>>>

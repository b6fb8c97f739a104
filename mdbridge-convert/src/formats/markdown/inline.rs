//! Inline span transformation
//!
//! Rewrites the span-level Markdown syntax of one block's text into HTML tags. The rules run
//! as an ordered chain of pure string substitutions and each rule sees the output of the
//! previous one, so the order is part of the contract:
//!
//! 1. bold (`**x**`, `__x__`)
//! 2. italic (`*x*`, `_x_`)
//! 3. strikethrough (`~~x~~`), when enabled
//! 4. inline code (`` `x` ``)
//! 5. links (`[text](url "title")`)
//! 6. images (`![alt](url "title")`)
//! 7. autolinks (bare `http(s)://` URLs and e-mail addresses), when enabled
//!
//! Bold runs before italic so `**x**` never becomes nested `<em>`. Inline code content is not
//! escaped: `` `<b>` `` passes through as raw HTML. Code block bodies never reach this module.

use crate::config::ConversionConfig;
use once_cell::sync::Lazy;
use regex::{Captures, Regex};

static BOLD_STARS: Lazy<Regex> =
    Lazy::new(|| Regex::new(r"\*\*(.+?)\*\*").expect("BOLD_STARS: hardcoded regex is valid"));
static BOLD_UNDERSCORES: Lazy<Regex> = Lazy::new(|| {
    Regex::new(r"\b__(.+?)__\b").expect("BOLD_UNDERSCORES: hardcoded regex is valid")
});
static ITALIC_STAR: Lazy<Regex> =
    Lazy::new(|| Regex::new(r"\*(.+?)\*").expect("ITALIC_STAR: hardcoded regex is valid"));
static ITALIC_UNDERSCORE: Lazy<Regex> = Lazy::new(|| {
    Regex::new(r"\b_(.+?)_\b").expect("ITALIC_UNDERSCORE: hardcoded regex is valid")
});
static STRIKETHROUGH: Lazy<Regex> =
    Lazy::new(|| Regex::new(r"~~(.+?)~~").expect("STRIKETHROUGH: hardcoded regex is valid"));
static INLINE_CODE: Lazy<Regex> =
    Lazy::new(|| Regex::new(r"`([^`]+)`").expect("INLINE_CODE: hardcoded regex is valid"));
// Links and images share one shape; the optional `!` decides which rule owns a match.
static LINK_OR_IMAGE: Lazy<Regex> = Lazy::new(|| {
    Regex::new(r#"(!?)\[([^\[\]]*)\]\(([^)\s]+)(?:\s+"([^"]*)")?\)"#)
        .expect("LINK_OR_IMAGE: hardcoded regex is valid")
});
static BARE_URL: Lazy<Regex> = Lazy::new(|| {
    Regex::new(r#"(^|[\s(])(https?://[^\s<>"]+)"#).expect("BARE_URL: hardcoded regex is valid")
});
static BARE_EMAIL: Lazy<Regex> = Lazy::new(|| {
    Regex::new(r"(^|\s)([A-Za-z0-9._%+-]+@[A-Za-z0-9.-]+\.[A-Za-z]{2,})\b")
        .expect("BARE_EMAIL: hardcoded regex is valid")
});

const URL_TRAILING_PUNCTUATION: &[char] = &['.', ',', ';', ':', '!', '?', ')'];

/// Apply the inline rule chain to the text of one block
pub fn transform_inline(text: &str, config: &ConversionConfig) -> String {
    let mut out = bold(text);
    out = italic(&out);
    if config.enable_strikethrough {
        out = strikethrough(&out);
    }
    out = inline_code(&out);
    out = links(&out);
    out = images(&out);
    if config.enable_autolinks {
        out = autolinks(&out);
    }
    out
}

fn bold(text: &str) -> String {
    let out = BOLD_STARS.replace_all(text, "<strong>${1}</strong>");
    BOLD_UNDERSCORES
        .replace_all(&out, "<strong>${1}</strong>")
        .into_owned()
}

fn italic(text: &str) -> String {
    let out = ITALIC_STAR.replace_all(text, "<em>${1}</em>");
    ITALIC_UNDERSCORE
        .replace_all(&out, "<em>${1}</em>")
        .into_owned()
}

fn strikethrough(text: &str) -> String {
    STRIKETHROUGH
        .replace_all(text, "<del>${1}</del>")
        .into_owned()
}

fn inline_code(text: &str) -> String {
    INLINE_CODE
        .replace_all(text, "<code>${1}</code>")
        .into_owned()
}

fn links(text: &str) -> String {
    LINK_OR_IMAGE
        .replace_all(text, |caps: &Captures| {
            if !caps[1].is_empty() {
                return caps[0].to_string();
            }
            let label = &caps[2];
            let href = &caps[3];
            match caps.get(4) {
                Some(title) => format!(
                    r#"<a href="{href}" title="{}">{label}</a>"#,
                    title.as_str()
                ),
                None => format!(r#"<a href="{href}">{label}</a>"#),
            }
        })
        .into_owned()
}

fn images(text: &str) -> String {
    LINK_OR_IMAGE
        .replace_all(text, |caps: &Captures| {
            if caps[1].is_empty() {
                return caps[0].to_string();
            }
            let alt = &caps[2];
            let src = &caps[3];
            match caps.get(4) {
                Some(title) => format!(
                    r#"<img src="{src}" alt="{alt}" title="{}">"#,
                    title.as_str()
                ),
                None => format!(r#"<img src="{src}" alt="{alt}">"#),
            }
        })
        .into_owned()
}

fn autolinks(text: &str) -> String {
    let out = BARE_URL.replace_all(text, |caps: &Captures| {
        let lead = &caps[1];
        let raw = &caps[2];
        let url = raw.trim_end_matches(URL_TRAILING_PUNCTUATION);
        let trailing = &raw[url.len()..];
        format!(r#"{lead}<a href="{url}">{url}</a>{trailing}"#)
    });
    BARE_EMAIL
        .replace_all(&out, r#"${1}<a href="mailto:${2}">${2}</a>"#)
        .into_owned()
}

<<<

» WORK INSTRUCTIONS: An exact copy of every record above is required.

» ANSWER FOR THE TASK:
repository b6fb8c97f739a104
filename mdbridge-convert/src/formats/markdown/inline.rs
//! Inline span transformation
//!
//! Rewrites the span-level Markdown syntax of one block's text into HTML tags. The rules run
//! as an ordered chain of pure string substitutions and each rule sees the output of the
//! previous one, so the order is part of the contract:
//!
//! 1. bold (`**x**`, `__x__`)
//! 2. italic (`*x*`, `_x_`)
//! 3. strikethrough (`~~x~~`), when enabled
//! 4. inline code (`` `x` ``)
//! 5. links (`[text](url "title")`)
//! 6. images (`![alt](url "title")`)
//! 7. autolinks (bare `http(s)://` URLs and e-mail addresses), when enabled
//!
//! Bold runs before italic so `**x**` never becomes nested `<em>`. Inline code content is not
//! escaped: `` `<b>` `` passes through as raw HTML. Code block bodies never reach this module.

use crate::config::ConversionConfig;
use once_cell::sync::Lazy;
use regex::{Captures, Regex};

static BOLD_STARS: Lazy<Regex> =
    Lazy::new(|| Regex::new(r"\*\*(.+?)\*\*").expect("BOLD_STARS: hardcoded regex is valid"));
static BOLD_UNDERSCORES: Lazy<Regex> = Lazy::new(|| {
    Regex::new(r"\b__(.+?)__\b").expect("BOLD_UNDERSCORES: hardcoded regex is valid")
});
static ITALIC_STAR: Lazy<Regex> =
    Lazy::new(|| Regex::new(r"\*(.+?)\*").expect("ITALIC_STAR: hardcoded regex is valid"));
static ITALIC_UNDERSCORE: Lazy<Regex> = Lazy::new(|| {
    Regex::new(r"\b_(.+?)_\b").expect("ITALIC_UNDERSCORE: hardcoded regex is valid")
});
static STRIKETHROUGH: Lazy<Regex> =
    Lazy::new(|| Regex::new(r"~~(.+?)~~").expect("STRIKETHROUGH: hardcoded regex is valid"));
static INLINE_CODE: Lazy<Regex> =
    Lazy::new(|| Regex::new(r"`([^`]+)`").expect("INLINE_CODE: hardcoded regex is valid"));
// Links and images share one shape; the optional `!` decides which rule owns a match.
static LINK_OR_IMAGE: Lazy<Regex> = Lazy::new(|| {
    Regex::new(r#"(!?)\[([^\[\]]*)\]\(([^)\s]+)(?:\s+"([^"]*)")?\)"#)
        .expect("LINK_OR_IMAGE: hardcoded regex is valid")
});
static BARE_URL: Lazy<Regex> = Lazy::new(|| {
    Regex::new(r#"(^|[\s(])(https?://[^\s<>"]+)"#).expect("BARE_URL: hardcoded regex is valid")
});
static BARE_EMAIL: Lazy<Regex> = Lazy::new(|| {
    Regex::new(r"(^|\s)([A-Za-z0-9._%+-]+@[A-Za-z0-9.-]+\.[A-Za-z]{2,})\b")
        .expect("BARE_EMAIL: hardcoded regex is valid")
});

const URL_TRAILING_PUNCTUATION: &[char] = &['.', ',', ';', ':', '!', '?', ')'];

/// Apply the inline rule chain to the text of one block
pub fn transform_inline(text: &str, config: &ConversionConfig) -> String {
    let mut out = bold(text);
    out = italic(&out);
    if config.enable_strikethrough {
        out = strikethrough(&out);
    }
    out = inline_code(&out);
    out = links(&out);
    out = images(&out);
    if config.enable_autolinks {
        out = autolinks(&out);
    }
    out
}

fn bold(text: &str) -> String {
    let out = BOLD_STARS.replace_all(text, "<strong>${1}</strong>");
    BOLD_UNDERSCORES
        .replace_all(&out, "<strong>${1}</strong>")
        .into_owned()
}

fn italic(text: &str) -> String {
    let out = ITALIC_STAR.replace_all(text, "<em>${1}</em>");
    ITALIC_UNDERSCORE
        .replace_all(&out, "<em>${1}</em>")
        .into_owned()
}

fn strikethrough(text: &str) -> String {
    STRIKETHROUGH
        .replace_all(text, "<del>${1}</del>")
        .into_owned()
}

fn inline_code(text: &str) -> String {
    INLINE_CODE
        .replace_all(text, "<code>${1}</code>")
        .into_owned()
}

fn links(text: &str) -> String {
    LINK_OR_IMAGE
        .replace_all(text, |caps: &Captures| {
            if !caps[1].is_empty() {
                return caps[0].to_string();
            }
            let label = &caps[2];
            let href = &caps[3];
            match caps.get(4) {
                Some(title) => format!(
                    r#"<a href="{href}" title="{}">{label}</a>"#,
                    title.as_str()
                ),
                None => format!(r#"<a href="{href}">{label}</a>"#),
            }
        })
        .into_owned()
}

fn images(text: &str) -> String {
    LINK_OR_IMAGE
        .replace_all(text, |caps: &Captures| {
            if caps[1].is_empty() {
                return caps[0].to_string();
            }
            let alt = &caps[2];
            let src = &caps[3];
            match caps.get(4) {
                Some(title) => format!(
                    r#"<img src="{src}" alt="{alt}" title="{}">"#,
                    title.as_str()
                ),
                None => format!(r#"<img src="{src}" alt="{alt}">"#),
            }
        })
        .into_owned()
}

fn autolinks(text: &str) -> String {
    let out = BARE_URL.replace_all(text, |caps: &Captures| {
        let lead = &caps[1];
        let raw = &caps[2];
        let url = raw.trim_end_matches(URL_TRAILING_PUNCTUATION);
        let trailing = &raw[url.len()..];
        format!(r#"{lead}<a href="{url}">{url}</a>{trailing}"#)
    });
    BARE_EMAIL
        .replace_all(&out, r#"${1}<a href="mailto:${2}">${2}</a>"#)
        .into_owned()
}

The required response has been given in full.